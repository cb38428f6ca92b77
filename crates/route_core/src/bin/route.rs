use anyhow::Context;
use route_core::{error::Error, navigator::Navigator, util::cli};

fn main() -> anyhow::Result<()> {
    env_logger::init();

    let cfg = cli::parse();

    let nav = Navigator::from_csv(&cfg.data.locations, &cfg.data.connections).with_context(|| {
        format!(
            "Failed to load map from {} and {}",
            cfg.data.locations.display(),
            cfg.data.connections.display()
        )
    })?;

    match nav.route(&cfg.start, &cfg.goal) {
        Ok(Some(route)) => println!("{}", route),
        Ok(None) => println!("No path could be found"),
        Err(Error::UnknownLocation(name)) => {
            eprintln!("City named '{}' not found. Please enter a valid city name.", name);
            std::process::exit(2);
        }
        Err(e) => return Err(e.into()),
    }

    Ok(())
}
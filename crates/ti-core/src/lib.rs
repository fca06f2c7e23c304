// ─────────────────────────────────────────────────────────────────────
// SCPN TI Envelope — Core
// © 1998–2026 Miroslav Šotek. All rights reserved.
// Contact: www.anulum.li | protoscience@anulum.li
// ORCID: https://orcid.org/0009-0009-3560-0851
// License: GNU AGPL v3 | Commercial licensing available
// ─────────────────────────────────────────────────────────────────────
//! Temporal-interference envelope post-processing.
//!
//! Field I/O and solver seam: mesh_io, session, solver
//! Numerics: envelope, region, focality
//! Orchestration: pipeline

pub mod envelope;
pub mod focality;
pub mod mesh_io;
pub mod pipeline;
pub mod region;
pub mod session;
pub mod solver;
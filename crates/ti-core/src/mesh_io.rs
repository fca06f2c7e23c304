// ─────────────────────────────────────────────────────────────────────
// SCPN TI Envelope — Field Archive I/O
// © 1998–2026 Miroslav Šotek. All rights reserved.
// Contact: www.anulum.li | protoscience@anulum.li
// ORCID: https://orcid.org/0009-0009-3560-0851
// License: GNU AGPL v3 | Commercial licensing available
// ─────────────────────────────────────────────────────────────────────
//! Per-element field archives in NumPy `.npz` format.
//!
//! Layout written by the solver adaptor and by this crate:
//!   `tag`     i32 (or i64) `[n]`  region tag per element
//!   `volume`  f64 `[n]`           element volume (optional)
//!   any other 1-D f64 `[n]`       scalar field
//!   `normal`  f64 `[n, 3]`        per-element direction (optional)
//!   any other 2-D f64 `[n, 3]`    vector field (f32 is widened)
//!
//! Node coordinates and connectivity are not part of the archive.

use log::debug;
use ndarray::{Array, Array1, ArrayD, Dimension, Ix1, Ix2, IxDyn, OwnedRepr};
use ndarray_npy::{NpzReader, NpzWriter, ReadableElement};
use std::fs::File;
use std::io::ErrorKind;
use std::path::Path;
use ti_types::error::{TiError, TiResult};
use ti_types::state::ElementMesh;

pub const TAG_KEY: &str = "tag";
pub const VOLUME_KEY: &str = "volume";
pub const FIELD_KEY: &str = "E";
pub const ENVELOPE_KEY: &str = "TImax";
pub const DIRECTIONAL_KEY: &str = "TIdir";
/// Optional per-element unit directions (e.g. cortical normals), `[n, 3]`.
pub const NORMAL_KEY: &str = "normal";

struct FieldArchive {
    npz: NpzReader<File>,
    names: Vec<String>,
    origin: String,
}

impl FieldArchive {
    fn open(path: &Path) -> TiResult<Self> {
        let file = File::open(path).map_err(|e| match e.kind() {
            ErrorKind::NotFound => TiError::FieldFileMissing {
                path: path.to_path_buf(),
            },
            _ => TiError::Io(e),
        })?;
        let origin = path.display().to_string();
        let mut npz = NpzReader::new(file)
            .map_err(|e| TiError::Npz(format!("Failed to open npz '{origin}': {e}")))?;
        let names = npz
            .names()
            .map_err(|e| TiError::Npz(format!("Failed to list arrays in '{origin}': {e}")))?;
        Ok(Self { npz, names, origin })
    }

    /// Array keys without the `.npy` suffix.
    fn keys(&self) -> Vec<String> {
        self.names
            .iter()
            .map(|n| n.strip_suffix(".npy").unwrap_or(n).to_string())
            .collect()
    }

    fn entry_name(&self, key: &str) -> Option<String> {
        let with_ext = format!("{key}.npy");
        self.names
            .iter()
            .find(|n| **n == with_ext || n.as_str() == key)
            .cloned()
    }

    fn read<A, D>(&mut self, key: &str) -> TiResult<Option<Array<A, D>>>
    where
        A: ReadableElement,
        D: Dimension,
    {
        let Some(name) = self.entry_name(key) else {
            return Ok(None);
        };
        self.npz
            .by_name::<OwnedRepr<A>, D>(&name)
            .map(Some)
            .map_err(|e| TiError::Npz(format!("Failed to read '{key}' from {}: {e}", self.origin)))
    }

    fn missing(&self, key: &str) -> TiError {
        TiError::MissingArray {
            origin: self.origin.clone(),
            name: key.to_string(),
        }
    }

    /// Tags are stored as i32 by default; i64 archives are narrowed.
    fn read_tags(&mut self) -> TiResult<Array1<i32>> {
        if let Ok(Some(tags)) = self.read::<i32, Ix1>(TAG_KEY) {
            return Ok(tags);
        }
        let wide: Array1<i64> = self
            .read::<i64, Ix1>(TAG_KEY)?
            .ok_or_else(|| self.missing(TAG_KEY))?;
        let narrowed = wide
            .iter()
            .map(|&t| i32::try_from(t))
            .collect::<Result<Vec<i32>, _>>()
            .map_err(|_| {
                TiError::Npz(format!("Region tag out of i32 range in {}", self.origin))
            })?;
        Ok(Array1::from_vec(narrowed))
    }

    /// Any float array as f64, f32 widened.
    fn read_float(&mut self, key: &str) -> TiResult<ArrayD<f64>> {
        if let Ok(Some(values)) = self.read::<f64, IxDyn>(key) {
            return Ok(values);
        }
        let narrow: ArrayD<f32> = self
            .read::<f32, IxDyn>(key)?
            .ok_or_else(|| self.missing(key))?;
        Ok(narrow.mapv(f64::from))
    }
}

fn shape_error(origin: &str, key: &str, shape: &[usize], expected: String) -> TiError {
    TiError::FieldShape {
        origin: origin.to_string(),
        name: key.to_string(),
        shape: shape.to_vec(),
        expected,
    }
}

/// Load every per-element array of an archive.
///
/// Arrays that are neither `[n]` nor `[n, 3]` floats are skipped with a
/// debug message.
pub fn load_element_mesh(path: &Path) -> TiResult<ElementMesh> {
    let mut archive = FieldArchive::open(path)?;
    let tags = archive.read_tags()?;
    let n = tags.len();
    let mut mesh = ElementMesh::new(archive.origin.clone(), tags);

    for key in archive.keys() {
        if key == TAG_KEY {
            continue;
        }
        let values = match archive.read_float(&key) {
            Ok(values) => values,
            Err(e) => {
                debug!("{}: skipping '{key}': {e}", archive.origin);
                continue;
            }
        };
        let shape = values.shape().to_vec();
        if key == VOLUME_KEY {
            let volumes = values
                .into_dimensionality::<Ix1>()
                .map_err(|_| shape_error(&archive.origin, &key, &shape, format!("[{n}]")))?;
            mesh = mesh.with_volumes(volumes)?;
            continue;
        }
        match shape.as_slice() {
            [rows] if *rows == n => {
                let field = values
                    .into_dimensionality::<Ix1>()
                    .map_err(|_| shape_error(&archive.origin, &key, &shape, format!("[{n}]")))?;
                mesh.add_scalar_field(&key, field)?;
            }
            [rows, 3] if *rows == n => {
                let field = values
                    .into_dimensionality::<Ix2>()
                    .map_err(|_| shape_error(&archive.origin, &key, &shape, format!("[{n}, 3]")))?;
                mesh.add_vector_field(&key, field)?;
            }
            _ => debug!(
                "{}: skipping '{key}' with shape {shape:?} (mesh has {n} elements)",
                archive.origin
            ),
        }
    }

    debug!(
        "Loaded {} ({} elements, {} vector / {} scalar fields)",
        mesh.origin,
        n,
        mesh.vector_fields().count(),
        mesh.scalar_fields().count()
    );
    Ok(mesh)
}

/// Load a solver result and check it carries the vector field `field`
/// with shape `[n, 3]`.
pub fn load_field_mesh(path: &Path, field: &str) -> TiResult<ElementMesh> {
    let mesh = load_element_mesh(path)?;
    if mesh.vector_field(field).is_err() {
        if let Ok(scalar) = mesh.scalar_field(field) {
            return Err(shape_error(
                &mesh.origin,
                field,
                scalar.shape(),
                format!("[{}, 3]", mesh.n_elements()),
            ));
        }
    }
    mesh.vector_field(field)?;
    Ok(mesh)
}

/// Write tags, volumes and every field of `mesh` to an `.npz` archive.
pub fn save_element_mesh(path: &Path, mesh: &ElementMesh) -> TiResult<()> {
    let origin = path.display().to_string();
    let npz_err = |e: ndarray_npy::WriteNpzError| {
        TiError::Npz(format!("Failed to write npz '{origin}': {e}"))
    };

    let file = File::create(path)?;
    let mut npz = NpzWriter::new(file);
    npz.add_array(TAG_KEY, &mesh.tags).map_err(npz_err)?;
    if let Some(volumes) = &mesh.volumes {
        npz.add_array(VOLUME_KEY, volumes).map_err(npz_err)?;
    }
    for (name, field) in mesh.scalar_fields() {
        npz.add_array(name, field).map_err(npz_err)?;
    }
    for (name, field) in mesh.vector_fields() {
        npz.add_array(name, field).map_err(npz_err)?;
    }
    npz.finish().map_err(npz_err)?;
    debug!("Wrote {} ({} elements)", origin, mesh.n_elements());
    Ok(())
}
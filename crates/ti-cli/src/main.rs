// ─────────────────────────────────────────────────────────────────────
// SCPN TI Envelope — Command-Line Driver
// © 1998–2026 Miroslav Šotek. All rights reserved.
// Contact: www.anulum.li | protoscience@anulum.li
// ORCID: https://orcid.org/0009-0009-3560-0851
// License: GNU AGPL v3 | Commercial licensing available
// ─────────────────────────────────────────────────────────────────────
use anyhow::{bail, Context, Result};
use clap::Parser;
use std::path::PathBuf;
use ti_core::pipeline::run_with_progress;
use ti_core::solver::{ExternalSolver, FieldNaming, DEFAULT_SOLVER_PROGRAM};
use ti_types::config::{MontageConfig, RunConfig};
use ti_types::constants::{
    DEFAULT_CURRENT_MA, DEFAULT_HEAD_DIR, DEFAULT_OUT_DIR, DEFAULT_THRESHOLD_V_PER_M,
};
use ti_types::state::TiReport;

#[derive(Parser, Debug)]
#[command(
    name = "ti-envelope",
    version,
    about = "Temporal-interference envelope and gray-matter focality for a subject head model"
)]
struct Cli {
    /// Subject head model directory (m2m_<subject>)
    #[arg(long, default_value = DEFAULT_HEAD_DIR)]
    head: PathBuf,

    /// Output directory, created if missing
    #[arg(long, default_value = DEFAULT_OUT_DIR)]
    out: PathBuf,

    /// Peak current per electrode in mA
    #[arg(long, default_value_t = DEFAULT_CURRENT_MA, allow_hyphen_values = true)]
    current: f64,

    /// Focality threshold in V/m
    #[arg(long, default_value_t = DEFAULT_THRESHOLD_V_PER_M)]
    thr: f64,

    /// Region tags counted as gray matter (comma separated)
    #[arg(long, value_delimiter = ',', default_value = "2")]
    gm_tags: Vec<i32>,

    /// Field solver executable
    #[arg(long, default_value = DEFAULT_SOLVER_PROGRAM)]
    solver: String,

    /// Extra argument passed to the solver before the session file (repeatable)
    #[arg(long = "solver-arg", allow_hyphen_values = true)]
    solver_args: Vec<String>,

    /// Montage JSON overriding the default F5/P5 + F6/P6 pairs
    #[arg(long)]
    montage: Option<PathBuf>,

    /// Precomputed field archive of pair 1 (skips the solver)
    #[arg(long, requires = "field2")]
    field1: Option<PathBuf>,

    /// Precomputed field archive of pair 2 (skips the solver)
    #[arg(long, requires = "field1")]
    field2: Option<PathBuf>,

    /// Also compute the envelope along a fixed direction, e.g. 0,0,1
    #[arg(long, value_parser = parse_direction, allow_hyphen_values = true)]
    direction: Option<[f64; 3]>,

    /// Debug logging
    #[arg(short, long, conflicts_with = "quiet")]
    verbose: bool,

    /// Warnings and errors only, no progress banners
    #[arg(short, long)]
    quiet: bool,
}

fn parse_direction(s: &str) -> Result<[f64; 3], String> {
    let parts = s
        .split(',')
        .map(|p| p.trim().parse::<f64>())
        .collect::<Result<Vec<f64>, _>>()
        .map_err(|e| format!("invalid direction component: {e}"))?;
    match parts.as_slice() {
        [x, y, z] => Ok([*x, *y, *z]),
        _ => Err(format!("direction needs 3 components, got {}", parts.len())),
    }
}

fn build_config(cli: &Cli) -> Result<RunConfig> {
    let montage = match &cli.montage {
        Some(path) => MontageConfig::from_file(path)
            .with_context(|| format!("loading montage {}", path.display()))?,
        None => MontageConfig::default(),
    };
    let field_paths = match (&cli.field1, &cli.field2) {
        (Some(a), Some(b)) => Some([a.clone(), b.clone()]),
        (None, None) => None,
        _ => bail!("--field1 and --field2 must be given together"),
    };
    Ok(RunConfig {
        head_dir: cli.head.clone(),
        out_dir: cli.out.clone(),
        current_ma: cli.current,
        threshold: cli.thr,
        gm_tags: cli.gm_tags.clone(),
        montage,
        direction: cli.direction,
        field_paths,
    })
}

fn print_report(report: &TiReport) {
    let focality = &report.focality;
    println!("Envelope:   {}", report.envelope_file.display());
    println!("Elements:   {}", report.n_elements);
    if focality.is_empty() {
        println!(
            "Focality:   no elements with tags {:?}, reported as 0",
            report.gm_tags
        );
    } else {
        println!(
            "Focality:   {:.2}% of {} gray-matter elements >= {} V/m",
            focality.fraction * 100.0,
            focality.n_masked,
            focality.threshold
        );
    }
    if let Some(vf) = focality.volume_fraction {
        println!("            {:.2}% by volume", vf * 100.0);
    }
    if let Some(s) = &report.summary {
        println!(
            "TImax (GM): max {:.4}  mean {:.4}  p99 {:.4}  p99.9 {:.4} V/m",
            s.max, s.mean, s.p99, s.p99_9
        );
    }
}

fn main() -> Result<()> {
    let cli = Cli::parse();

    let mut builder =
        env_logger::Builder::from_env(env_logger::Env::default().default_filter_or("info"));
    if cli.quiet {
        builder.filter_level(log::LevelFilter::Warn);
    } else if cli.verbose {
        builder.filter_level(log::LevelFilter::Debug);
    }
    builder.target(env_logger::Target::Stderr).init();

    let cfg = build_config(&cli)?;
    let naming = FieldNaming::default();
    let solver = ExternalSolver::new(cli.solver.clone())
        .with_args(cli.solver_args.clone())
        .with_naming(naming.clone());

    let quiet = cli.quiet;
    let report = run_with_progress(&cfg, &solver, &naming, |stage| {
        if !quiet {
            println!("==> {stage}");
        }
    })
    .with_context(|| format!("TI run for {} failed", cfg.head_dir.display()))?;

    print_report(&report);
    Ok(())
}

== == ==

What the exercise asks
Would you please copy exactly the part of the entries above that begins at the line containing "mesh = mesh.with_volumes(volumes)?;" and ends at the line containing "Write tags, volumes", both lines included?

Response
            mesh = mesh.with_volumes(volumes)?;
            continue;
        }
        match shape.as_slice() {
            [rows] if *rows == n => {
                let field = values
                    .into_dimensionality::<Ix1>()
                    .map_err(|_| shape_error(&archive.origin, &key, &shape, format!("[{n}]")))?;
                mesh.add_scalar_field(&key, field)?;
            }
            [rows, 3] if *rows == n => {
                let field = values
                    .into_dimensionality::<Ix2>()
                    .map_err(|_| shape_error(&archive.origin, &key, &shape, format!("[{n}, 3]")))?;
                mesh.add_vector_field(&key, field)?;
            }
            _ => debug!(
                "{}: skipping '{key}' with shape {shape:?} (mesh has {n} elements)",
                archive.origin
            ),
        }
    }

    debug!(
        "Loaded {} ({} elements, {} vector / {} scalar fields)",
        mesh.origin,
        n,
        mesh.vector_fields().count(),
        mesh.scalar_fields().count()
    );
    Ok(mesh)
}

/// Load a solver result and check it carries the vector field `field`
/// with shape `[n, 3]`.
pub fn load_field_mesh(path: &Path, field: &str) -> TiResult<ElementMesh> {
    let mesh = load_element_mesh(path)?;
    if mesh.vector_field(field).is_err() {
        if let Ok(scalar) = mesh.scalar_field(field) {
            return Err(shape_error(
                &mesh.origin,
                field,
                scalar.shape(),
                format!("[{}, 3]", mesh.n_elements()),
            ));
        }
    }
    mesh.vector_field(field)?;
    Ok(mesh)
}

/// Write tags, volumes and every field of `mesh` to an `.npz` archive.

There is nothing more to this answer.